Your objective: Below are some entries. Output each one exactly as it appears.

[Data for review]

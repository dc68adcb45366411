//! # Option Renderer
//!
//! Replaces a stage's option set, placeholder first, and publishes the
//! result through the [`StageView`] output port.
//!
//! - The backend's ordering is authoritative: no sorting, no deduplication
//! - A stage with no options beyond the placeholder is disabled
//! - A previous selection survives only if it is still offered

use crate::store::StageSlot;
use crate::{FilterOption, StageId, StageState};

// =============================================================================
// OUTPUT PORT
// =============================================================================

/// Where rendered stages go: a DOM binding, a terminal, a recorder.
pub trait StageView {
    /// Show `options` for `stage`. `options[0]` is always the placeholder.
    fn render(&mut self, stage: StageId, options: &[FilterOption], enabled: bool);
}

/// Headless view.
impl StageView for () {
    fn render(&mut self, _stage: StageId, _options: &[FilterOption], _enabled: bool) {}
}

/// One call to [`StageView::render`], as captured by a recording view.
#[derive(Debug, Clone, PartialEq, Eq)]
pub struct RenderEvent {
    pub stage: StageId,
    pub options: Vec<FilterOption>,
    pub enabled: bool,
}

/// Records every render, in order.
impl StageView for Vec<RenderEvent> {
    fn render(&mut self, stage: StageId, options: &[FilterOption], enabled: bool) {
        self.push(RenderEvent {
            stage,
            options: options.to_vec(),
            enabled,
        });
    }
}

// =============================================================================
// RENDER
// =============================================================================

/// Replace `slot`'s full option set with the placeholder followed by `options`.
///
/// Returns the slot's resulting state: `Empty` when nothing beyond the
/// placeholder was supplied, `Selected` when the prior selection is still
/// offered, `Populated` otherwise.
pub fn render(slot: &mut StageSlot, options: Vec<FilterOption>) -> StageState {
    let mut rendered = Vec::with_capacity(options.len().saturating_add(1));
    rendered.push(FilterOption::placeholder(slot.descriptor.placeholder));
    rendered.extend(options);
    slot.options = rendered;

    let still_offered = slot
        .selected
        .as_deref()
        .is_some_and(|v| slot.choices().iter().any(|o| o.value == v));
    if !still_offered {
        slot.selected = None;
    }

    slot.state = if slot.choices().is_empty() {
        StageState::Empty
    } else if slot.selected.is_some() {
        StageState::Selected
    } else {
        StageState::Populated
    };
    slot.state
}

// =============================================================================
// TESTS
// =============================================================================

[/Data for review]

Answer to this exercise:
repository dc68adcb45366411
//! # Option Renderer
//!
//! Replaces a stage's option set, placeholder first, and publishes the
//! result through the [`StageView`] output port.
//!
//! - The backend's ordering is authoritative: no sorting, no deduplication
//! - A stage with no options beyond the placeholder is disabled
//! - A previous selection survives only if it is still offered

use crate::store::StageSlot;
use crate::{FilterOption, StageId, StageState};

// =============================================================================
// OUTPUT PORT
// =============================================================================

/// Where rendered stages go: a DOM binding, a terminal, a recorder.
pub trait StageView {
    /// Show `options` for `stage`. `options[0]` is always the placeholder.
    fn render(&mut self, stage: StageId, options: &[FilterOption], enabled: bool);
}

/// Headless view.
impl StageView for () {
    fn render(&mut self, _stage: StageId, _options: &[FilterOption], _enabled: bool) {}
}

/// One call to [`StageView::render`], as captured by a recording view.
#[derive(Debug, Clone, PartialEq, Eq)]
pub struct RenderEvent {
    pub stage: StageId,
    pub options: Vec<FilterOption>,
    pub enabled: bool,
}

/// Records every render, in order.
impl StageView for Vec<RenderEvent> {
    fn render(&mut self, stage: StageId, options: &[FilterOption], enabled: bool) {
        self.push(RenderEvent {
            stage,
            options: options.to_vec(),
            enabled,
        });
    }
}

// =============================================================================
// RENDER
// =============================================================================

/// Replace `slot`'s full option set with the placeholder followed by `options`.
///
/// Returns the slot's resulting state: `Empty` when nothing beyond the
/// placeholder was supplied, `Selected` when the prior selection is still
/// offered, `Populated` otherwise.
pub fn render(slot: &mut StageSlot, options: Vec<FilterOption>) -> StageState {
    let mut rendered = Vec::with_capacity(options.len().saturating_add(1));
    rendered.push(FilterOption::placeholder(slot.descriptor.placeholder));
    rendered.extend(options);
    slot.options = rendered;

    let still_offered = slot
        .selected
        .as_deref()
        .is_some_and(|v| slot.choices().iter().any(|o| o.value == v));
    if !still_offered {
        slot.selected = None;
    }

    slot.state = if slot.choices().is_empty() {
        StageState::Empty
    } else if slot.selected.is_some() {
        StageState::Selected
    } else {
        StageState::Populated
    };
    slot.state
}

// =============================================================================
// TESTS
// =============================================================================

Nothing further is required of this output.